The  grave hath claimed her. Oft I seem to hear
Her  blessed voice charming the vacant air.
I listen; but my own fond fancy's ear
Frames the sweet sound. My loved one is not there.
Onward, to where yon green tree waves its shade,
I look, when summer's sultry sun is high;
There, in her days of life and health, she played;
In  vain I thither turn my weeping eye.
God in his mercy took her; and 'tis mine
To  feel his ways  are  right, nor let my heart repine.

American Cottage Life (1850) XXXV.

Thursday, June 16, 2016

God Must Dwell in the Soul Before God Can be Manifest in the Life

Nothing exists, which does not have its principle of existence. And accordingly, that can never be manifested outwardly, which does not exist inwardly in its principle of existence. And hence, it is not unreasonable to say, that God must dwell in the soul, before God can be manifested in the life. And hence it is said of the Christian, who keeps the divine commandments, "my Father will love him, and we will come unto him, and make our abode with him." And again it is said, "Ye are the temples of the living God." John 14:23, 2d Cor. 6:16.

Religious Maxims (1846) CLXXXII.

Wednesday, June 15, 2016

Kinds of Sorrow

There are different kinds of sorrow. There is  a godly sorrow, and a worldly sorrow; a sorrow which works life and a sorrow which works death. The one is the product of man's unsanctified nature; the other is inspired by the Holy Ghost. The one is the companion of self-seeking, envy, and avarice; the other is the associate of humility, of love of the truth, and of desires after holiness.
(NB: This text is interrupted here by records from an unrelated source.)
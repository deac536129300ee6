// SPDX-License-Identifier: Parity-7.0.0 OR PolyForm-Noncommercial-1.0.0
/*!
CPU access to buffers and textures.

Buffers map in place.  Textures can't, so they go through a pixel buffer:

* `Staging` textures own a pixel-pack buffer that copies into them fill.  It
  may be read once the GPU has caught up, which is assumed to take
  [`READBACK_FRAME_DELAY`] frames; a non-blocking read before that reports
  [`Mapped::NotReady`] instead of stalling.
* `Dynamic` textures are written through a pixel-unpack buffer created for
  each map and uploaded into the texture on unmap.

Buffers are mapped at the copy-write target so that no binding the mirror
tracks is disturbed.
*/

use super::CommandList;
use crate::driver::{BufferId, BufferTarget, BufferUsageHint, Driver, TextureId, TextureTarget};
use crate::resources::{Buffer, MapMode, ResourceUsage, Texture, TextureDescription};
use crate::{Error, READBACK_FRAME_DELAY};
use std::ptr::NonNull;

/// Anything a command list can map.
#[derive(Debug, Clone, PartialEq, Eq, Hash)]
pub enum GraphicsResource {
    Buffer(Buffer),
    Texture(Texture),
}

impl From<Buffer> for GraphicsResource {
    fn from(buffer: Buffer) -> Self {
        GraphicsResource::Buffer(buffer)
    }
}

impl From<Texture> for GraphicsResource {
    fn from(texture: Texture) -> Self {
        GraphicsResource::Texture(texture)
    }
}

/// A live mapping.  Hand it back to [`CommandList::unmap_subresource`].
#[derive(Debug)]
#[must_use = "a mapping must be unmapped"]
pub struct MappedResource {
    resource: GraphicsResource,
    subresource: u32,
    data: Option<NonNull<u8>>,
    offset: usize,
    length: usize,
    row_pitch: usize,
    slice_pitch: usize,
    /// Upload buffer of a `Dynamic` texture map.
    upload_buffer: BufferId,
}

impl MappedResource {
    pub fn resource(&self) -> &GraphicsResource {
        &self.resource
    }
    pub fn subresource(&self) -> u32 {
        self.subresource
    }
    /// `None` when the driver failed to map.
    pub fn data(&self) -> Option<NonNull<u8>> {
        self.data
    }
    pub fn offset(&self) -> usize {
        self.offset
    }
    pub fn length(&self) -> usize {
        self.length
    }
    /// Zero for buffers.
    pub fn row_pitch(&self) -> usize {
        self.row_pitch
    }
    /// Zero for buffers.
    pub fn slice_pitch(&self) -> usize {
        self.slice_pitch
    }
}

/// Outcome of a map.
#[derive(Debug)]
#[must_use]
pub enum Mapped {
    Ready(MappedResource),
    /// A non-blocking readback whose data hasn't arrived yet.  Nothing was
    /// mapped; try again in a later frame.
    NotReady,
}

impl Mapped {
    pub fn is_ready(&self) -> bool {
        matches!(self, Mapped::Ready(_))
    }
}

const MAP_TARGET: BufferTarget = BufferTarget::CopyWrite;

/// Where an upload of `subresource` lands: target, offset and extent.
fn upload_region(
    description: &TextureDescription,
    subresource: u32,
) -> Result<(TextureTarget, [u32; 3], [u32; 3]), Error> {
    let mips = description.mip_levels.max(1);
    let mip = subresource % mips;
    let slice = subresource / mips;
    let [width, height, depth] = description.mip_size(mip);
    match description.target() {
        TextureTarget::Texture1D => Ok((TextureTarget::Texture1D, [0, 0, 0], [width, 1, 1])),
        TextureTarget::Texture2D => Ok((TextureTarget::Texture2D, [0, 0, 0], [width, height, 1])),
        TextureTarget::Texture2DArray => Ok((
            TextureTarget::Texture2DArray,
            [0, 0, slice],
            [width, height, 1],
        )),
        TextureTarget::Texture3D => Ok((TextureTarget::Texture3D, [0, 0, 0], [width, height, depth])),
        TextureTarget::TextureCubeMap => Ok((
            TextureTarget::CubeMapFace(slice as u8),
            [0, 0, 0],
            [width, height, 1],
        )),
        other => {
            logwise::error_sync!(
                "can't upload into a {target} texture",
                target = logwise::privacy::LogIt(&other)
            );
            Err(Error::UnsupportedTextureTarget(other))
        }
    }
}

impl<D: Driver> CommandList<D> {
    /// Maps one subresource for CPU access.
    ///
    /// `length` of zero maps to the end of the buffer or the whole
    /// subresource.  With `do_not_wait`, writes skip synchronization and
    /// staging reads that aren't ready yet return [`Mapped::NotReady`].
    pub fn map_subresource(
        &mut self,
        resource: &GraphicsResource,
        subresource: u32,
        mode: MapMode,
        do_not_wait: bool,
        offset: usize,
        length: usize,
    ) -> Result<Mapped, Error> {
        #[cfg(debug_assertions)]
        self.device.ensure_context_active();
        match resource {
            GraphicsResource::Buffer(buffer) => {
                Ok(self.map_buffer(buffer, mode, do_not_wait, offset, length))
            }
            GraphicsResource::Texture(texture) => {
                self.map_texture(texture, subresource, mode, do_not_wait, offset, length)
            }
        }
    }

    fn map_buffer(
        &mut self,
        buffer: &Buffer,
        mut mode: MapMode,
        mut do_not_wait: bool,
        offset: usize,
        length: usize,
    ) -> Mapped {
        if mode == MapMode::WriteNoOverwrite && buffer.take_discard_next_map() {
            mode = MapMode::WriteDiscard;
        }
        let length = if length == 0 {
            buffer.size().saturating_sub(offset)
        } else {
            length
        };
        let mut gl = self.device.primary();
        gl.bind_buffer(MAP_TARGET, buffer.buffer_id());
        if mode == MapMode::WriteDiscard {
            //orphan: the GPU keeps the old storage, we get fresh storage
            gl.buffer_data(MAP_TARGET, buffer.size(), buffer.usage_hint());
            do_not_wait = true;
        }
        let data = gl.map_buffer_range(MAP_TARGET, offset, length, mode.access(do_not_wait));
        if data.is_none() {
            logwise::warn_sync!(
                "driver failed to map buffer {name}",
                name = logwise::privacy::LogIt(&buffer.debug_name())
            );
        }
        Mapped::Ready(MappedResource {
            resource: GraphicsResource::Buffer(buffer.clone()),
            subresource: 0,
            data,
            offset,
            length,
            row_pitch: 0,
            slice_pitch: 0,
            upload_buffer: BufferId::NONE,
        })
    }

    fn map_texture(
        &mut self,
        texture: &Texture,
        subresource: u32,
        mut mode: MapMode,
        do_not_wait: bool,
        offset: usize,
        length: usize,
    ) -> Result<Mapped, Error> {
        if mode == MapMode::WriteNoOverwrite && texture.take_discard_next_map() {
            mode = MapMode::WriteDiscard;
        }
        let description = texture.description();
        let mip = subresource % description.mip_levels.max(1);
        let length = if length == 0 {
            description.subresource_size(mip)
        } else {
            length
        };
        let unmappable = || {
            logwise::error_sync!(
                "texture {name} can't be mapped this way",
                name = logwise::privacy::LogIt(&texture.debug_name())
            );
            Error::UnmappableTexture {
                usage: texture.usage(),
                mode,
            }
        };

        let (target, buffer, buffer_offset) = match (mode, texture.usage()) {
            (MapMode::Read, ResourceUsage::Staging) => {
                let ready_at = texture.pixel_buffer_frame() + READBACK_FRAME_DELAY;
                if do_not_wait && self.device.frame_counter() < ready_at {
                    logwise::trace_sync!(
                        "readback of {name} not ready until frame {frame}",
                        name = logwise::privacy::LogIt(&texture.debug_name()),
                        frame = ready_at
                    );
                    return Ok(Mapped::NotReady);
                }
                (
                    BufferTarget::PixelPack,
                    texture.pixel_buffer(),
                    description.buffer_offset(subresource, 0) + offset,
                )
            }
            (MapMode::WriteDiscard, ResourceUsage::Dynamic) => {
                upload_region(description, subresource)?;
                let mut gl = self.device.primary();
                let upload = gl.gen_buffer();
                gl.bind_buffer(BufferTarget::PixelUnpack, upload);
                gl.buffer_data(
                    BufferTarget::PixelUnpack,
                    description.subresource_size(mip),
                    BufferUsageHint::DynamicCopy,
                );
                gl.bind_buffer(BufferTarget::PixelUnpack, BufferId::NONE);
                (BufferTarget::PixelUnpack, upload, offset)
            }
            _ => return Err(unmappable()),
        };

        let mut gl = self.device.primary();
        gl.bind_buffer(target, buffer);
        let data = gl.map_buffer_range(target, buffer_offset, length, mode.access(false));
        gl.bind_buffer(target, BufferId::NONE);
        Ok(Mapped::Ready(MappedResource {
            resource: GraphicsResource::Texture(texture.clone()),
            subresource,
            data,
            offset,
            length,
            row_pitch: description.row_pitch(mip),
            slice_pitch: description.slice_pitch(mip),
            upload_buffer: if target == BufferTarget::PixelUnpack {
                buffer
            } else {
                BufferId::NONE
            },
        }))
    }

    /// Ends a mapping.  A `Dynamic` texture's data is uploaded now.
    pub fn unmap_subresource(&mut self, mapped: MappedResource) -> Result<(), Error> {
        #[cfg(debug_assertions)]
        self.device.ensure_context_active();
        let mut gl = self.device.primary();
        match &mapped.resource {
            GraphicsResource::Buffer(buffer) => {
                gl.bind_buffer(MAP_TARGET, buffer.buffer_id());
                gl.unmap_buffer(MAP_TARGET);
            }
            GraphicsResource::Texture(texture) if mapped.upload_buffer == BufferId::NONE => {
                gl.bind_buffer(BufferTarget::PixelPack, texture.pixel_buffer());
                gl.unmap_buffer(BufferTarget::PixelPack);
                gl.bind_buffer(BufferTarget::PixelPack, BufferId::NONE);
            }
            GraphicsResource::Texture(texture) => {
                let (upload_target, offset, size) =
                    upload_region(texture.description(), mapped.subresource)?;
                let mip = mapped.subresource % texture.mip_levels().max(1);
                gl.bind_buffer(BufferTarget::PixelUnpack, mapped.upload_buffer);
                gl.unmap_buffer(BufferTarget::PixelUnpack);

                self.bound.activate_unit(&mut *gl, 0);
                gl.bind_texture(texture.target(), texture.texture_id());
                gl.tex_sub_image(upload_target, mip, offset, size);
                gl.bind_texture(texture.target(), TextureId::NONE);
                self.bound.bound_textures[0] = None;

                gl.bind_buffer(BufferTarget::PixelUnpack, BufferId::NONE);
                gl.delete_buffer(mapped.upload_buffer);
            }
        }
        Ok(())
    }
}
The one is sorrow, because we have offended God; the other is sorrow because we have not gained the world.

Religious Maxims (1846) CLXXXI.

Tuesday, June 14, 2016

The Faults of Christians


To the holy mind the faults and backslidings of the followers of Christ furnish occasions of humiliation and prayer; but never of secret complacency and of ungenerous triumph. While, therefore, the errors of Christians are deeply to be lamented, they are never, except when truth and holiness clearly require it, to be published abroad. "Whatsoever ye would that men should do unto you, do ye even so to them; for this is the law and the prophets." 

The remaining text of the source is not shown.